Anthony SLAYDEN, Plaintiff - Appellant v. CENTER FOR BEHAVIORAL MEDICINE, Defendant - Appellee

No. 21-3009

Decided: November 17, 2022

Before LOKEN, ARNOLD, and KOBES, Circuit Judges. Rebecca M. Randles, Randles & Mata, Kansas City, MO, for Plaintiff-Appellant. Peter A. Houser, Hepler & Broom, Saint Louis, MO, for Defendant-Appellee.

Anthony Slayden worked as a security officer at the Center for Behavioral Medicine (CBM). Slayden sued CBM, alleging a racially hostile environment, disparate treatment based on race, retaliation, and constructive discharge in violation of the Missouri Human Rights Act (MHRA) and Title VII of the Civil Rights Act of 1964. The district court 1 granted summary judgment to CBM, and we affirm.

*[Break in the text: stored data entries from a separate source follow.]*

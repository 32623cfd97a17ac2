//! Test helpers for collections-service integration tests.
//!
//! The engine runs against the in-memory store and scripted fakes for the
//! gateway, notification service and contract service. Time is always passed
//! in explicitly.

#![allow(dead_code)]

use async_trait::async_trait;
use chrono::{DateTime, NaiveDate, TimeZone, Utc};
use collections_service::config::CollectionPolicy;
use collections_service::engine::{CollectionsEngine, EngineContext, WebhookReport};
use collections_service::models::{
    BankDetails, Customer, DirectDebitScheme, Mandate, PaymentInstance, Subscription,
};
use collections_service::services::{
    CollectionsStore, ContractActivation, ContractError, ContractService, EndingContract,
    GatewayError, GatewayEvent, MemoryStore, NewGatewayMandate, NewGatewayPayment,
    NotificationRequest, Notifier, NotifyError, PayerProfile, PaymentGateway, WebhookEnvelope,
};
use rust_decimal::Decimal;
use service_core::retry::RetryConfig;
use std::collections::{HashMap, VecDeque};
use std::sync::{Arc, Mutex};
use std::time::Duration;
use uuid::Uuid;

pub const SEPA_IBAN: &str = "DE89 3704 0044 0532 0130 00";
pub const BACS_IBAN: &str = "GB82 WEST 1234 5698 7654 32";
pub const BAD_CHECKSUM_IBAN: &str = "DE89 3704 0044 0532 0130 01";
pub const WEBHOOK_SECRET: &str = "whsec_test_secret";

/// 09:00 UTC on the given day.
pub fn at(year: i32, month: u32, day: u32) -> DateTime<Utc> {
    Utc.with_ymd_and_hms(year, month, day, 9, 0, 0).unwrap()
}

pub fn date(year: i32, month: u32, day: u32) -> NaiveDate {
    NaiveDate::from_ymd_opt(year, month, day).unwrap()
}

// =========================================================================
// Gateway
// =========================================================================

#[derive(Debug, Clone, PartialEq)]
pub enum GatewayCall {
    CreateCustomer(Uuid),
    CreateMandate { iban: String, reference: String },
    CreatePayment { idempotency_key: String, amount: Decimal },
    CancelMandate(String),
}

#[derive(Default)]
struct GatewayState {
    calls: Vec<GatewayCall>,
    mandate_results: VecDeque<Result<String, GatewayError>>,
    payment_results: VecDeque<Result<String, GatewayError>>,
    payments_by_key: HashMap<String, String>,
    sequence: u32,
}

/// Gateway fake. Succeeds with generated ids unless a result was queued.
/// Payments are idempotent by key like the real provider.
#[derive(Default)]
pub struct FakeGateway {
    state: Mutex<GatewayState>,
}

impl FakeGateway {
    pub fn calls(&self) -> Vec<GatewayCall> {
        self.state.lock().unwrap().calls.clone()
    }

    pub fn payment_calls(&self) -> usize {
        self.calls()
            .iter()
            .filter(|c| matches!(c, GatewayCall::CreatePayment { .. }))
            .count()
    }

    pub fn cancel_calls(&self) -> usize {
        self.calls()
            .iter()
            .filter(|c| matches!(c, GatewayCall::CancelMandate(_)))
            .count()
    }

    pub fn queue_mandate_result(&self, result: Result<String, GatewayError>) {
        self.state.lock().unwrap().mandate_results.push_back(result);
    }

    pub fn queue_payment_result(&self, result: Result<String, GatewayError>) {
        self.state.lock().unwrap().payment_results.push_back(result);
    }

    fn next_id(state: &mut GatewayState, prefix: &str) -> String {
        state.sequence += 1;
        format!("{}{:04}", prefix, state.sequence)
    }
}

#[async_trait]
impl PaymentGateway for FakeGateway {
    async fn create_customer(&self, customer: &Customer) -> Result<String, GatewayError> {
        let mut state = self.state.lock().unwrap();
        state.calls.push(GatewayCall::CreateCustomer(customer.customer_id));
        Ok(Self::next_id(&mut state, "CU"))
    }

    async fn create_mandate(&self, request: &NewGatewayMandate) -> Result<String, GatewayError> {
        let mut state = self.state.lock().unwrap();
        state.calls.push(GatewayCall::CreateMandate {
            iban: request.iban.clone(),
            reference: request.reference.clone(),
        });
        match state.mandate_results.pop_front() {
            Some(result) => result,
            None => Ok(Self::next_id(&mut state, "MD")),
        }
    }

    async fn create_payment(&self, request: &NewGatewayPayment) -> Result<String, GatewayError> {
        let mut state = self.state.lock().unwrap();
        state.calls.push(GatewayCall::CreatePayment {
            idempotency_key: request.idempotency_key.clone(),
            amount: request.amount,
        });
        if let Some(result) = state.payment_results.pop_front() {
            if let Ok(id) = &result {
                state
                    .payments_by_key
                    .insert(request.idempotency_key.clone(), id.clone());
            }
            return result;
        }
        if let Some(existing) = state.payments_by_key.get(&request.idempotency_key) {
            return Ok(existing.clone());
        }
        let id = Self::next_id(&mut state, "PM");
        state
            .payments_by_key
            .insert(request.idempotency_key.clone(), id.clone());
        Ok(id)
    }

    async fn cancel_mandate(&self, gateway_mandate_id: &str) -> Result<(), GatewayError> {
        self.state
            .lock()
            .unwrap()
            .calls
            .push(GatewayCall::CancelMandate(gateway_mandate_id.to_string()));
        Ok(())
    }
}

// =========================================================================
// Notification service
// =========================================================================

#[derive(Default)]
pub struct RecordingNotifier {
    sent: Mutex<Vec<NotificationRequest>>,
    failures_left: Mutex<u32>,
}

impl RecordingNotifier {
    pub fn sent(&self) -> Vec<NotificationRequest> {
        self.sent.lock().unwrap().clone()
    }

    pub fn sent_with_template(&self, template: &str) -> usize {
        self.sent()
            .iter()
            .filter(|r| r.template.as_str() == template)
            .count()
    }

    /// Fail the next `n` sends with a transient error.
    pub fn fail_next(&self, n: u32) {
        *self.failures_left.lock().unwrap() = n;
    }
}

#[async_trait]
impl Notifier for RecordingNotifier {
    async fn send(&self, request: &NotificationRequest) -> Result<(), NotifyError> {
        {
            let mut failures = self.failures_left.lock().unwrap();
            if *failures > 0 {
                *failures -= 1;
                return Err(NotifyError::Unavailable("smtp relay down".to_string()));
            }
        }
        self.sent.lock().unwrap().push(request.clone());
        Ok(())
    }
}

// =========================================================================
// Contract service
// =========================================================================

#[derive(Default)]
pub struct FakeContractService {
    pub needing_mandate: Mutex<Vec<ContractActivation>>,
    pub ending: Mutex<Vec<EndingContract>>,
    pub first_payments: Mutex<Vec<Uuid>>,
}

impl FakeContractService {
    pub fn first_payments(&self) -> Vec<Uuid> {
        self.first_payments.lock().unwrap().clone()
    }
}

#[async_trait]
impl ContractService for FakeContractService {
    async fn active_contracts_needing_mandate(
        &self,
    ) -> Result<Vec<ContractActivation>, ContractError> {
        Ok(self.needing_mandate.lock().unwrap().clone())
    }

    async fn first_payment_confirmed(&self, contract_id: Uuid) -> Result<(), ContractError> {
        self.first_payments.lock().unwrap().push(contract_id);
        Ok(())
    }

    async fn contracts_ending_between(
        &self,
        from: NaiveDate,
        to: NaiveDate,
    ) -> Result<Vec<EndingContract>, ContractError> {
        Ok(self
            .ending
            .lock()
            .unwrap()
            .iter()
            .filter(|c| c.ends_on >= from && c.ends_on <= to)
            .cloned()
            .collect())
    }
}

// =========================================================================
// Harness
// =========================================================================

pub struct TestHarness {
    pub store: Arc<MemoryStore>,
    pub gateway: Arc<FakeGateway>,
    pub notifier: Arc<RecordingNotifier>,
    pub contracts: Arc<FakeContractService>,
    pub ctx: EngineContext,
    pub engine: CollectionsEngine,
}

impl TestHarness {
    pub fn new() -> Self {
        Self::with_policy(CollectionPolicy::default())
    }

    pub fn with_policy(policy: CollectionPolicy) -> Self {
        let store = Arc::new(MemoryStore::new());
        let gateway = Arc::new(FakeGateway::default());
        let notifier = Arc::new(RecordingNotifier::default());
        let contracts = Arc::new(FakeContractService::default());

        let ctx = EngineContext {
            store: store.clone(),
            gateway: gateway.clone(),
            notifier: notifier.clone(),
            contracts: contracts.clone(),
            policy,
            retry: RetryConfig {
                attempt_timeout: Duration::from_secs(2),
                ..RetryConfig::no_retry()
            },
        };

        Self {
            engine: CollectionsEngine::new(ctx.clone()),
            store,
            gateway,
            notifier,
            contracts,
            ctx,
        }
    }

    /// A SEPA contract activation for a fresh payer and contract.
    pub fn activation(&self, anchor_day: u32, starts_on: NaiveDate) -> ContractActivation {
        ContractActivation {
            contract_id: Uuid::new_v4(),
            payer: PayerProfile {
                customer_id: Uuid::new_v4(),
                legal_name: "Anna Schmidt".to_string(),
                email: "anna.schmidt@example.com".to_string(),
                country: "DE".to_string(),
            },
            bank_details: BankDetails {
                account_holder: "Anna Schmidt".to_string(),
                iban: SEPA_IBAN.to_string(),
                scheme: DirectDebitScheme::SepaCore,
            },
            amount: Decimal::new(95000, 2),
            currency: None,
            anchor_day,
            starts_on,
            mandate_expires_on: None,
        }
    }

    /// Activate a contract and have the gateway approve its mandate.
    pub async fn active_subscription(
        &self,
        anchor_day: u32,
        now: DateTime<Utc>,
    ) -> (Subscription, Mandate) {
        let activation = self.activation(anchor_day, date(2026, 1, 1));
        self.activate(&activation, now).await
    }

    pub async fn activate(
        &self,
        activation: &ContractActivation,
        now: DateTime<Utc>,
    ) -> (Subscription, Mandate) {
        let subscription = self.engine.lifecycle.activate(activation, now).await.unwrap();
        let mandate = self.engine.mandates.get(subscription.mandate_id).await.unwrap();
        self.engine
            .mandates
            .on_mandate_activated(&mandate.gateway_mandate_id, now)
            .await
            .unwrap();
        let mandate = self.engine.mandates.get(subscription.mandate_id).await.unwrap();
        (subscription, mandate)
    }

    pub async fn payments(&self, subscription_id: Uuid) -> Vec<PaymentInstance> {
        self.store
            .payments_for_subscription(subscription_id)
            .await
            .unwrap()
    }

    pub async fn subscription(&self, subscription_id: Uuid) -> Subscription {
        self.store
            .get_subscription(subscription_id)
            .await
            .unwrap()
            .unwrap()
    }

    pub async fn mandate(&self, mandate_id: Uuid) -> Mandate {
        self.engine.mandates.get(mandate_id).await.unwrap()
    }

    pub async fn payment(&self, payment_id: Uuid) -> PaymentInstance {
        self.store.get_payment(payment_id).await.unwrap().unwrap()
    }

    /// Anchor-28 SEPA subscription driven through schedule, notify and submit
    /// for the November 2026 period.
    pub async fn submitted_payment(&self) -> (Subscription, Mandate, PaymentInstance) {
        let (subscription, mandate) = self.active_subscription(28, at(2026, 11, 2)).await;
        self.engine.scheduler.run(at(2026, 11, 2)).await.unwrap();
        self.engine.compliance.run(at(2026, 11, 10)).await.unwrap();
        self.engine
            .payments
            .run_submissions(at(2026, 11, 23))
            .await
            .unwrap();
        let payment = self.payments(subscription.subscription_id).await.remove(0);
        (subscription, mandate, payment)
    }

    /// Deliver a single-event webhook batch.
    pub async fn deliver(
        &self,
        event_id: &str,
        event_type: &str,
        resource_id: &str,
        reason_code: Option<&str>,
        now: DateTime<Utc>,
    ) -> WebhookReport {
        let batch = envelope(vec![event(event_id, event_type, resource_id, reason_code)]);
        self.engine.process_webhook(&batch, now).await.unwrap()
    }
}

pub fn event(
    id: &str,
    event_type: &str,
    resource_id: &str,
    reason_code: Option<&str>,
) -> GatewayEvent {
    GatewayEvent {
        id: id.to_string(),
        event_type: event_type.to_string(),
        resource_id: resource_id.to_string(),
        reason_code: reason_code.map(str::to_string),
        description: None,
        created_at: None,
    }
}

pub fn envelope(events: Vec<GatewayEvent>) -> WebhookEnvelope {
    WebhookEnvelope { events }
}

Slayden worked as a security officer at CBM for around 21 years before he resigned in December 2019. On August 9, 2018, Slayden filed a grievance with CBM's Human Resources department about his supervisor Mike Seward's alleged harassment. HR had an investigator look into Slayden's grievance and found his complaints unsubstantiated.

On July 24, 2019, Slayden filed charges with the Missouri Commission on Human Rights (MCHR) and the EEOC. The description attached to the EEOC charge listed specific incidents of Seward's harassment only until August 10, 2018. Although the charge indicated that the discrimination was a “continuing action,” and listed October 16, 2018, as the latest date of discrimination, the description merely stated that HR decided Slayden's internal grievance was unsubstantiated on October 16, 2018. Slayden then filed this lawsuit, alleging a racially hostile work environment, disparate treatment based on race, and retaliation, all in violation of the MHRA, Mo. Rev. Stat. § 213.010 et seq., and Title VII, 42 U.S.C. § 2000e et seq. Slayden also argued that he was constructively discharged.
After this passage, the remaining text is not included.